DEG analysis in different stages and tissues

To further study the chemosensory and detoxification gene families that were found to be expanded, transcriptome studies on these genes were performed to explore their expression profiles in different developmental stages and tissues. The analysis of differential gene expression by pairwise comparison led to the identification of 8232 DEGs whithn the different stages RNA (eggs, second instar larvae, fourth instar larvae, pupae, and male and female adults), and 7733 DEGs within the different tissues RNA (head, thorax, leg, abdomen, antenna, and female sexual glands).

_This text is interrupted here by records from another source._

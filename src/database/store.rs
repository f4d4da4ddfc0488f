//! Repository interface shared by the Postgres and in-memory stores.
//!
//! Services only ever talk to `dyn Store`; each trait groups the persistence
//! operations of one aggregate.

use async_trait::async_trait;
use chrono::{DateTime, Utc};
use uuid::Uuid;

use crate::error::Result;
use crate::models::{
    certificate::{Certificate, CertificateAssignment, CertificateStatus},
    event::{Event, EventStatus},
    ngo::{Ngo, NgoStatus},
    platform_settings::PlatformSettings,
    registration::{ApprovalOutcome, EventRegistration, RegistrationStatus},
    user::{User, UserRole},
    volunteer_profile::VolunteerProfile,
};

#[derive(Debug, Clone, Default)]
pub struct UserFilter {
    pub role: Option<UserRole>,
    /// Case-insensitive match on username, email, first or last name.
    pub search: Option<String>,
}

#[derive(Debug, Clone, Default)]
pub struct NgoFilter {
    pub status: Option<NgoStatus>,
    /// Case-insensitive match on organization name, email or registration number.
    pub search: Option<String>,
}

#[derive(Debug, Clone, Copy, Default, PartialEq, Eq)]
pub enum EventOrder {
    #[default]
    NewestFirst,
    SoonestFirst,
}

#[derive(Debug, Clone, Default)]
pub struct EventFilter {
    pub ngo_id: Option<Uuid>,
    pub status: Option<EventStatus>,
    /// Only events dated at or after this instant.
    pub starting_from: Option<DateTime<Utc>>,
    /// Matches title, description or location.
    pub search: Option<String>,
    /// Matches title or the owning organization's name.
    pub search_with_organization: Option<String>,
    pub order: EventOrder,
    pub limit: Option<i64>,
}

#[derive(Debug, Clone, Default)]
pub struct RegistrationFilter {
    pub event_id: Option<Uuid>,
    pub volunteer_id: Option<Uuid>,
    pub status: Option<RegistrationStatus>,
    pub exclude_withdrawn: bool,
}

#[derive(Debug, Clone, Default)]
pub struct CertificateFilter {
    pub status: Option<CertificateStatus>,
    /// Matches the event title or the organization name.
    pub search: Option<String>,
    pub oldest_first: bool,
}

#[async_trait]
pub trait UserRepository: Send + Sync {
    async fn insert_user(&self, user: &User) -> Result<()>;
    /// Creates a volunteer account and its profile together.
    async fn insert_volunteer_account(&self, user: &User, profile: &VolunteerProfile)
        -> Result<()>;
    /// Creates an NGO account and its organization record together.
    async fn insert_ngo_account(&self, user: &User, ngo: &Ngo) -> Result<()>;
    async fn find_user(&self, id: Uuid) -> Result<Option<User>>;
    async fn find_user_by_username(&self, username: &str) -> Result<Option<User>>;
    async fn find_user_by_email(&self, email: &str) -> Result<Option<User>>;
    async fn update_user(&self, user: &User) -> Result<()>;
    /// Removes the user and everything hanging off it.
    async fn delete_user(&self, id: Uuid) -> Result<bool>;
    async fn list_users(&self, filter: &UserFilter) -> Result<Vec<User>>;
    async fn count_users(&self, role: Option<UserRole>) -> Result<i64>;

    async fn find_volunteer_profile(&self, user_id: Uuid) -> Result<Option<VolunteerProfile>>;
    async fn update_volunteer_profile(&self, profile: &VolunteerProfile) -> Result<()>;
    async fn total_volunteer_hours(&self) -> Result<i64>;
}

#[async_trait]
pub trait NgoRepository: Send + Sync {
    async fn find_ngo(&self, id: Uuid) -> Result<Option<Ngo>>;
    async fn find_ngo_by_user(&self, user_id: Uuid) -> Result<Option<Ngo>>;
    async fn find_ngo_by_registration_number(&self, number: &str) -> Result<Option<Ngo>>;
    async fn update_ngo(&self, ngo: &Ngo) -> Result<()>;
    /// Newest first.
    async fn list_ngos(&self, filter: &NgoFilter) -> Result<Vec<Ngo>>;
    async fn count_ngos(&self, status: Option<NgoStatus>) -> Result<i64>;
}

#[async_trait]
pub trait EventRepository: Send + Sync {
    async fn insert_event(&self, event: &Event) -> Result<()>;
    async fn find_event(&self, id: Uuid) -> Result<Option<Event>>;
    async fn update_event(&self, event: &Event) -> Result<()>;
    /// Removes the event with its registrations, certificate and assignments.
    async fn delete_event(&self, id: Uuid) -> Result<bool>;
    async fn list_events(&self, filter: &EventFilter) -> Result<Vec<Event>>;
    async fn count_events(&self, filter: &EventFilter) -> Result<i64>;
}

#[async_trait]
pub trait RegistrationRepository: Send + Sync {
    /// Fails with `Error::Conflict` when the pair already exists.
    async fn insert_registration(&self, registration: &EventRegistration) -> Result<()>;
    async fn find_registration(&self, id: Uuid) -> Result<Option<EventRegistration>>;
    async fn find_registration_for(
        &self,
        event_id: Uuid,
        volunteer_id: Uuid,
    ) -> Result<Option<EventRegistration>>;
    /// Newest application first.
    async fn list_registrations(
        &self,
        filter: &RegistrationFilter,
    ) -> Result<Vec<EventRegistration>>;
    async fn count_registrations(&self, event_id: Uuid, status: RegistrationStatus)
        -> Result<i64>;
    async fn set_registration_status(&self, id: Uuid, status: RegistrationStatus) -> Result<()>;
    /// Counts the event's approved seats and approves the registration in one
    /// atomic step; leaves the row untouched when the event is full.
    async fn approve_registration(&self, id: Uuid) -> Result<ApprovalOutcome>;
}

#[async_trait]
pub trait CertificateRepository: Send + Sync {
    async fn find_certificate(&self, id: Uuid) -> Result<Option<Certificate>>;
    async fn find_certificate_for_event(&self, event_id: Uuid) -> Result<Option<Certificate>>;
    /// Drops any certificate the event already has (with its assignments) and
    /// stores the new one.
    async fn replace_certificate(&self, certificate: &Certificate) -> Result<()>;
    async fn update_certificate(&self, certificate: &Certificate) -> Result<()>;
    async fn delete_certificate(&self, id: Uuid) -> Result<bool>;
    async fn list_certificates(&self, filter: &CertificateFilter) -> Result<Vec<Certificate>>;
    async fn count_certificates(&self, status: Option<CertificateStatus>) -> Result<i64>;

    /// Fails with `Error::Conflict` when the volunteer already holds it.
    async fn insert_assignment(&self, assignment: &CertificateAssignment) -> Result<()>;
    async fn list_assignments_for_certificate(
        &self,
        certificate_id: Uuid,
    ) -> Result<Vec<CertificateAssignment>>;
    /// Newest first.
    async fn list_assignments_for_volunteer(
        &self,
        volunteer_id: Uuid,
    ) -> Result<Vec<CertificateAssignment>>;
}

/// Persistence for the settings singleton. Rows are never deleted.
#[async_trait]
pub trait SettingsRepository: Send + Sync {
    /// Returns the stored row, creating the default one when absent.
    async fn load_settings(&self) -> Result<PlatformSettings>;
    /// Upserts under the singleton id whatever id the value carries.
    async fn save_settings(&self, settings: &PlatformSettings) -> Result<PlatformSettings>;
}

pub trait Store:
    UserRepository
    + NgoRepository
    + EventRepository
    + RegistrationRepository
    + CertificateRepository
    + SettingsRepository
{
}

impl<T> Store for T where
    T: UserRepository
        + NgoRepository
        + EventRepository
        + RegistrationRepository
        + CertificateRepository
        + SettingsRepository
{
}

Then these two DEG datasets were combined, and the duplicated sequences were removed to create a final dataset of 10,348 DEGs (Table S7). The relative expression levels of these DEGs in different tissues and stages as indicated by log10FPKM values were shown in as the Box plot in Figure S6, and the numbers of alternative splicing events was showed in Figure S7. The expression of DEG gene families (CSPs, GSTs, CCEs and UGTs) was transformed into an expression heatmap and presented in Fig. 2 to better compare their expression levels in different tissues and developmental stages. Nine of the 20 CSPs were grouped together and specifically expressed in the antennae, four CSPs were highly expressed in pupae relative to other stages, while two CSPs were specifically expressed in the sex gland (Fig. 2a). In the expanded detoxification gene families CCE, GST and UGT, some genes were highly expressed in the fourth larval instar (Fig. 2b, c and d), which is the peak period of H. cunea foraging behavior [1].

Fig. 2
figure 2

Expression heatmap of the expanded gene families in different tissues and stages. The colors represent the level of gene expression from low (purple) to high (yellow) as shown by log10 (FPKM + 0.000001). E (eggs), L2 (second-instar larvae), L4 (fourth-instar larvae), P (pupae), F (female adults), M (male adults); An (antenna), H (head), T (thorax), Ab (abdomen), L (leg), and Sg (female sexual gland). a Expression heatmap of the CSP gene family. The transcripts that were grouped together and specifically expressed in the antennae are EVM0003477, EVM0000271, EVM0002854, EVM0002317, EVM0009785, EVM0004106, EVM0004147, EVM0005331 and EVM0008758. The transcripts that were highly expressed in pupae are EVM0014103, EVM0014851, EVM0003329 and EVM0014642. The transcripts that were specifically expressed in the sex gland are EVM0010490 and EVM0014431. b Expression heatmap of the CCE gene family. c Expression heatmap of the GST gene family. d Expression heatmap of the UGT gene family. The heatmaps were constructed with HemI (windows_1_0_win32_x64) using the DEGs of each expanding family. The expression levels are presented by the color bar from low expression as green with negative numbers and high expression level as yellow with positive numbers

Positive selection on genes related to nutrient metabolism and detoxification

Next, a positive selection analysis based on the homolog genes was performed on the genome of H. cunea to gain a better understanding of the mechanisms in its host selection. The branch-site model showed that 39 genes were under significant positive selection pressure (LRT, p < 0.05), of which 13 were nutrient regulation genes reported to be involved in the metabolism of lipids, carbohydrates, vitamins and amino acids (Table 4). Many studies have shown that nutrient regulation in herbivorous insects is shaped by natural selection [69, 70]. Significant positive selection pressure was also detected in HcunP450 (EVM0009687), a member of the major detoxification-related gene family P450 (Table 4), consistent with a previous study reported that P450s could mediate insect resistance to many classes of insecticides [71]. HcunP450 was most similar to the cytochrome P450 CYP306A1 of the cotton bollworm H. armigera (AID54855.1), with 81.63% identity at the amino acid level. The expression of HarmP450 CYP306A1 was found to be induced by 2-tridecanone, and to mediate cotton bollworm development [72]. The CYP306A1 gene family was also shown to play an essential role in ecdysteroid biosynthesis during insect development [73], in fluoride resistance of B. mori [74]. Thus, the positive selection of HcunP450 CYP306A1 might reflect the rapid development of insecticide resistance in H. cunea. However, it is needed to determine whether it is caused by long-term host adaptation or by rapid evolution due to the extensive use of insecticides in recent years.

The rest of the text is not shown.